[[ EXCERPTED DATA open ]]
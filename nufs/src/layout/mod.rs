//! # On-disk data structures
//!
//! nufs image layout (one block per cell, `BLOCK_SIZE` bytes each):
//! bitmaps | inode table (4 blocks) | data blocks
//!
//! Block 0 carries both bitmaps: the block bitmap first, the inode bitmap
//! packed right behind it. Every multi-byte field is little-endian.

mod bitmap;
pub use bitmap::Bitmap;

mod inode;
pub use inode::DiskInode;

mod dir_entry;
pub use dir_entry::{DirEntry, NAME_MAX};

use crate::{BLOCK_COUNT, BLOCK_SIZE, INODE_COUNT};

/// Bytes of block 0 taken by the block bitmap.
pub const BLOCK_BITMAP_SIZE: usize = BLOCK_COUNT.div_ceil(8);
/// Bytes of block 0 taken by the inode bitmap.
pub const INODE_BITMAP_SIZE: usize = INODE_COUNT.div_ceil(8);

pub const BLOCK_BITMAP: Bitmap = Bitmap::new(0, BLOCK_COUNT);
pub const INODE_BITMAP: Bitmap = Bitmap::new(BLOCK_BITMAP_SIZE, INODE_COUNT);

pub const INODES_PER_BLOCK: usize = BLOCK_SIZE / DiskInode::SIZE;
/// First block of the inode table.
pub const INODE_TABLE_START: usize = 1;
pub const INODE_TABLE_BLOCKS: usize = INODE_COUNT.div_ceil(INODES_PER_BLOCK);
/// Blocks below this index are never handed out by the allocator.
pub const FIRST_DATA_BLOCK: usize = INODE_TABLE_START + INODE_TABLE_BLOCKS;

const _: () = assert!(BLOCK_BITMAP_SIZE + INODE_BITMAP_SIZE <= BLOCK_SIZE);
const _: () = assert!(FIRST_DATA_BLOCK < BLOCK_COUNT);

/// A fixed-size record with an explicit byte encoding.
pub trait OnDisk: Sized {
    const SIZE: usize;

    /// `bytes` is exactly [`Self::SIZE`] long.
    fn decode(bytes: &[u8]) -> Self;

    /// `bytes` is exactly [`Self::SIZE`] long.
    fn encode(&self, bytes: &mut [u8]);
}

#[inline]
fn le_u32(bytes: &[u8], at: usize) -> u32 {
    let mut raw = [0; 4];
    raw.copy_from_slice(&bytes[at..at + 4]);
    u32::from_le_bytes(raw)
}

#[inline]
fn le_i64(bytes: &[u8], at: usize) -> i64 {
    let mut raw = [0; 8];
    raw.copy_from_slice(&bytes[at..at + 8]);
    i64::from_le_bytes(raw)
}

#[inline]
fn put_u32(bytes: &mut [u8], at: usize, value: u32) {
    bytes[at..at + 4].copy_from_slice(&value.to_le_bytes());
}

#[inline]
fn put_i64(bytes: &mut [u8], at: usize, value: i64) {
    bytes[at..at + 8].copy_from_slice(&value.to_le_bytes());
}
[[ EXCERPTED DATA closed ]]
WHAT IS EXPECTED: Here the output must be the lines above from the line with "blocks) | data blocks" to the line with "mod dir_entry;", both included, duplicated word for word and nothing else.

RESULT OF THE EXERCISE:
//! bitmaps | inode table (4 blocks) | data blocks
//!
//! Block 0 carries both bitmaps: the block bitmap first, the inode bitmap
//! packed right behind it. Every multi-byte field is little-endian.

mod bitmap;
pub use bitmap::Bitmap;

mod inode;
pub use inode::DiskInode;

mod dir_entry;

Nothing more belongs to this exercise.